Adam Smith did not use 'trade' in his famous example of the 'butcher,
brewer, and baker' In Wealth Of Nations.  He emphatically used the word
'exchange'.  It was the human propensity to exchange that he emphasised and
he placed it well back into human history ('reason' and speech').

In exchange we have 'an activity in which both parties are aware of a mutual
advantage', which is a wider event in human relations than monetised trade. 

'If monkeys groom each other that might be trade if each paid the other $5'.

Assuming we may extend 'monkeys' to primates like apes, where the research I
quoted from Robin Dunbar (in his 'Gossip' book) was focussed, this was not
just sociability.  All apes groom, when commanded, by the alpha male and
applies to other subordinates in the hierarchies, male and female, who also
groom when commanded.  That is 'sociability'.  

But Dunbar's team noted 'discretionary grooming' sets in which pairs would
regularly groom each other in reciprocal exchanges and would also refuse to
groom certain others.  Grooming takes over an hour and has high benefits for
the groomed. There are only so many hours in the daylight.
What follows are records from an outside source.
use crate::{
    api::{attendance, planning, presence_sheet},
    auth::middleware::auth_middleware,
    config::Config,
};
use actix_governor::{
    governor::middleware::NoOpMiddleware, Governor, GovernorConfigBuilder, PeerIpKeyExtractor,
};
use actix_web::{middleware::from_fn, web};
use std::sync::Arc;

pub fn configure(cfg: &mut web::ServiceConfig, config: Config) {
    // Helper to build per-route limiter
    fn build_limiter(requests_per_min: u32) -> Governor<PeerIpKeyExtractor, NoOpMiddleware> {
        let per_ms = if requests_per_min == 0 {
            1
        } else {
            60_000 / requests_per_min as u64
        };
        let cfg = GovernorConfigBuilder::default()
            .per_millisecond(per_ms)
            .burst_size(requests_per_min)
            .key_extractor(PeerIpKeyExtractor)
            .finish()
            .unwrap();
        Governor::new(&cfg)
    }

    let protected_limiter = Arc::new(build_limiter(config.rate_protected_per_min));
    // Sheet generation reads a month of rows and writes a workbook, so it
    // gets a much tighter budget than plain CRUD.
    let generate_limiter = Arc::new(build_limiter(config.rate_generate_per_min));

    // Protected routes
    cfg.service(
        web::scope(&config.api_prefix)
            .wrap(from_fn(auth_middleware))
            // authentication
            .wrap(protected_limiter) // rate limiting
            .service(
                web::scope("/attendance")
                    // /attendance
                    .service(
                        web::resource("")
                            .route(web::post().to(attendance::check_in))
                            .route(web::put().to(attendance::check_out))
                            .route(web::get().to(attendance::attendance_list)),
                    )
                    // /attendance/absence
                    .service(
                        web::resource("/absence")
                            .route(web::post().to(attendance::declare_absence)),
                    )
                    // /attendance/absence/{id}/approve
                    .service(
                        web::resource("/absence/{id}/approve")
                            .route(web::put().to(attendance::approve_absence)),
                    )
                    // /attendance/absence/{id}/reject
                    .service(
                        web::resource("/absence/{id}/reject")
                            .route(web::put().to(attendance::reject_absence)),
                    )
                    // /attendance/{id}
                    .service(
                        web::resource("/{id}").route(web::put().to(attendance::edit_attendance)),
                    ),
            )
            .service(
                web::scope("/planning")
                    // /planning
                    .service(
                        web::resource("")
                            .route(web::post().to(planning::create_planning))
                            .route(web::get().to(planning::planning_list)),
                    )
                    // /planning/bulk
                    .service(web::resource("/bulk").route(web::post().to(planning::bulk_import)))
                    // /planning/relink
                    .service(web::resource("/relink").route(web::post().to(planning::relink)))
                    // /planning/batch/{batch_id}
                    .service(
                        web::resource("/batch/{batch_id}")
                            .route(web::delete().to(planning::delete_batch)),
                    )
                    // /planning/{id}
                    .service(
                        web::resource("/{id}")
                            .route(web::put().to(planning::update_planning))
                            .route(web::delete().to(planning::delete_planning)),
                    ),
            )
            .service(
                web::scope("/presence-sheets")
                    // /presence-sheets
                    .service(web::resource("").route(web::get().to(presence_sheet::sheet_list)))
                    // /presence-sheets/me
                    .service(
                        web::resource("/me")
                            .wrap(generate_limiter.clone())
                            .route(web::get().to(presence_sheet::my_sheet)),
                    )
                    // /presence-sheets/bulk
                    .service(
                        web::resource("/bulk")
                            .wrap(generate_limiter.clone())
                            .route(web::post().to(presence_sheet::bulk_generate)),
                    )
                    // /presence-sheets/{employee_id}/generate
                    .service(
                        web::resource("/{employee_id}/generate")
                            .wrap(generate_limiter.clone())
                            .route(web::post().to(presence_sheet::generate)),
                    )
                    // /presence-sheets/{record_id}/download
                    .service(
                        web::resource("/{record_id}/download")
                            .route(web::get().to(presence_sheet::download)),
                    ),
            ),
    );
}
use crate::auth::jwt::verify_token;
use crate::config::Config;
use crate::model::role::Role;
use crate::models::TokenType;
use actix_web::{dev::Payload, error::ErrorUnauthorized, web::Data, FromRequest, HttpMessage, HttpRequest};
use futures::future::{ready, Ready};

/// Identity of the caller, read from the JWT the user-management service
/// issued. Cached in the request extensions by the scope middleware so the
/// token is decoded at most once per request.
#[derive(Clone)]
pub struct AuthUser {
    pub user_id: u64,
    pub username: String,
    pub role: Role,

    /// Present only if this user is linked to an employee record
    pub employee_id: Option<u64>,
}

impl AuthUser {
    pub fn from_bearer(token: &str, secret: &str) -> Result<Self, String> {
        let claims = verify_token(token, secret)?;
        if claims.token_type != TokenType::Access {
            return Err("Refresh tokens cannot call the API".to_string());
        }
        let role = Role::from_id(claims.role).ok_or("Unknown role id")?;
        Ok(AuthUser {
            user_id: claims.user_id,
            username: claims.sub,
            role,
            employee_id: claims.employee_id,
        })
    }

    pub fn require_admin(&self) -> actix_web::Result<()> {
        if self.role == Role::Admin {
            Ok(())
        } else {
            Err(actix_web::error::ErrorForbidden("Admin only"))
        }
    }

    pub fn require_hr_or_admin(&self) -> actix_web::Result<()> {
        if matches!(self.role, Role::Admin | Role::Hr) {
            Ok(())
        } else {
            Err(actix_web::error::ErrorForbidden("HR/Admin only"))
        }
    }

    /// The employee record this user acts for, required on self-service
    /// attendance routes.
    pub fn require_employee_id(&self) -> actix_web::Result<u64> {
        self.employee_id
            .ok_or_else(|| actix_web::error::ErrorForbidden("No employee record linked"))
    }
}

impl FromRequest for AuthUser {
    type Error = actix_web::Error;
    type Future = Ready<Result<Self, Self::Error>>;

    fn from_request(req: &HttpRequest, _: &mut Payload) -> Self::Future {
        // The middleware already verified the token on protected scopes.
        if let Some(user) = req.extensions().get::<AuthUser>() {
            return ready(Ok(user.clone()));
        }

        let token = match req
            .headers()
            .get("Authorization")
            .and_then(|h| h.to_str().ok())
            .and_then(|h| h.strip_prefix("Bearer "))
        {
            Some(t) => t,
            None => return ready(Err(ErrorUnauthorized("Missing token"))),
        };

        let config = match req.app_data::<Data<Config>>() {
            Some(c) => c,
            None => {
                return ready(Err(actix_web::error::ErrorInternalServerError(
                    "Config missing",
                )))
            }
        };

        ready(AuthUser::from_bearer(token, &config.jwt_secret).map_err(ErrorUnauthorized))
    }
}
So apart from
obligatory grooming by command, they choose to spend scarce time in a day to
groom others by discretion and receive grooming from those specific others.

That is an exchange relationship based on reciprocity: 'You scratch my back
and I'll scratch yours' (!), or the implicit conditional proposition: 'If
you groom me, I shall groom you' - otherwise I won't.'  I call this the
quasi-bargain in that it is unenforceable, implicit and the condition and
the offer are separated in time, in contrast to the Smithian conditional
'bargain': 'Give me that which I want, and you shall have this which you
want' (WN I.ii.2: p 26), in which the transaction is immediate, not delayed
and concluded.

It is not in the intention to reciprocate, nor always in the expectation,
that the quasi-bargain is completed (one or other must undertake a grooming
session first), but the consequences of non-reciprocation later, perhaps
days or weeks later, is where the sanctions of no further exchanges occur.
Dunbar reports that discretionary grooming is stable between pairs,
sometimes several pairs in a grooming 'network'.

No $5 charge is made, of course.  But the exchange transaction is the
currency of the trade.  Christmas gifts, like all gifts in early societies,
are exchanges, but not necessarily monetary exchanges, except it is known
that the relative worth of the gifts in many cases are important to the
parties (and formally so in Japanese gift exchanges).

There are advantages in looking beyond purely monetary exchanges, especially
when we look at the evolution of exchange in human societies.  Exchanges are
not always cost-free and their relative worth is not necessarily
articulated.  But without the habit-forming exchange behaviour (the
quasi-bargain) over a long period of time (money is a relatively recent
evolved invention), it is doubtful if the long process of the propensity to
exchange would have developed ab initio or, dare I say, 'spontaneously'.